3. Create wedding registries, baby registries and book drives, an idea that came from a customer. There are plenty of couples who would rather have a shelf of cookbooks (or dystopian fantasy) than a matched gravy boat set. You've got the customer service and beautiful gift wrap---put it to use! In our case, I created a separate web page for each registry that we could unpublish after the wedding. Here's a current one that has a nice twist: guests are buying books that will end up being donated. Along the same lines, we've been working with tireless literacy organization ReadThis to help get classroom sets of necessary texts into schools. ReadThis looks for individual donors to help buy books that teachers have requested. We handle all the sales and keep track of what's left, and once the set is purchased in full, ship the books to the teacher. Here's the current drive, again with its own webpage.

4. Selective special offers. I'm not certain we should discount at all online---not when anyone with an Internet connection is one alt+tab from checking out competing prices--and I've found that offering a 20% discount with a coupon code doesn't push sales. But one promotion worked very well. Inspired by a customer's tweet that we should do something for Mother's Day called "WORD to Your Mother," we offered free wrapping, a note and free shipping for all online purchases made in May before Mother's Day. This netted far more sales than we would have gotten in that period and probably made some moms very happy.
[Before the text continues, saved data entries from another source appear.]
//! Cache effectiveness counters for the lookup repository.

use std::sync::atomic::{AtomicU64, Ordering};

/// Counters for cache traffic and contained cache failures.
///
/// Failures counted here never reach callers; these counters are the only
/// place they surface besides the logs.
#[derive(Debug, Default)]
pub struct CacheMetrics {
    /// Reads answered from the cache
    pub hits: AtomicU64,
    /// Reads that fell through to the store
    pub misses: AtomicU64,
    /// Cache reads that failed (backend or decode) and were treated as misses
    pub read_failures: AtomicU64,
    /// Cache writes that failed after a successful store operation
    pub write_failures: AtomicU64,
    /// Cache deletes that failed after a successful store delete
    pub invalidation_failures: AtomicU64,
    /// Store queries issued by read paths
    pub store_fetches: AtomicU64,
}

impl CacheMetrics {
    pub fn new() -> Self {
        Self::default()
    }

    pub fn record_hit(&self) {
        self.hits.fetch_add(1, Ordering::Relaxed);
    }

    pub fn record_miss(&self) {
        self.misses.fetch_add(1, Ordering::Relaxed);
    }

    pub fn record_read_failure(&self) {
        self.read_failures.fetch_add(1, Ordering::Relaxed);
    }

    pub fn record_write_failures(&self, count: u64) {
        self.write_failures.fetch_add(count, Ordering::Relaxed);
    }

    pub fn record_invalidation_failures(&self, count: u64) {
        self.invalidation_failures.fetch_add(count, Ordering::Relaxed);
    }

    pub fn record_store_fetch(&self) {
        self.store_fetches.fetch_add(1, Ordering::Relaxed);
    }

    /// Current values of all counters.
    pub fn snapshot(&self) -> CacheMetricsSnapshot {
        CacheMetricsSnapshot {
            hits: self.hits.load(Ordering::Relaxed),
            misses: self.misses.load(Ordering::Relaxed),
            read_failures: self.read_failures.load(Ordering::Relaxed),
            write_failures: self.write_failures.load(Ordering::Relaxed),
            invalidation_failures: self.invalidation_failures.load(Ordering::Relaxed),
            store_fetches: self.store_fetches.load(Ordering::Relaxed),
        }
    }
}

/// Point-in-time copy of [`CacheMetrics`].
#[derive(Debug, Clone, Copy, Default, PartialEq, Eq)]
pub struct CacheMetricsSnapshot {
    pub hits: u64,
    pub misses: u64,
    pub read_failures: u64,
    pub write_failures: u64,
    pub invalidation_failures: u64,
    pub store_fetches: u64,
}

impl CacheMetricsSnapshot {
    /// Fraction of reads served from the cache, 0.0 when there were none.
    pub fn hit_rate(&self) -> f64 {
        let total = self.hits + self.misses;
        if total == 0 {
            0.0
        } else {
            self.hits as f64 / total as f64
        }
    }

    /// All contained cache failures.
    pub fn cache_failures(&self) -> u64 {
        self.read_failures + self.write_failures + self.invalidation_failures
    }
}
By doing things online that we do in the store--sell our tote bags, sell tickets, help the community and have special offers for holidays--we help expand what we love about WORD onto the web, which means that our regular customers have more chances to visit and support us and that we are reaching a larger base of future customers.

A curious thing has happened as we've moved from pushing book sales and towards expanding other parts of the site: book sales have increased. Whether it's the law of bookstore qi transplanted to the web or a matter of increased Google juice, more people are buying books on our website. Most of those orders are for pick up in-store, which is perfect. We keep telling customers that they get the best of both worlds: they can shop online whenever they want and guarantee that the book they want will be waiting for them, but they also still have the serendipity of the browsing experience and help keep their neighborhood bookstore in business. The second most popular book order is from folks out-of-town who are having something shipped nearby. Which tells us that our customers know we have a website and are telling their relatives, even if they're not always using the site themselves.

So, yes, our website is paying for itself. But what else should we all be doing? What is working for your website? And if this isn't enough to convince you---what would? --Stephanie Anderson, manager of WORD, Brooklyn, N.Y.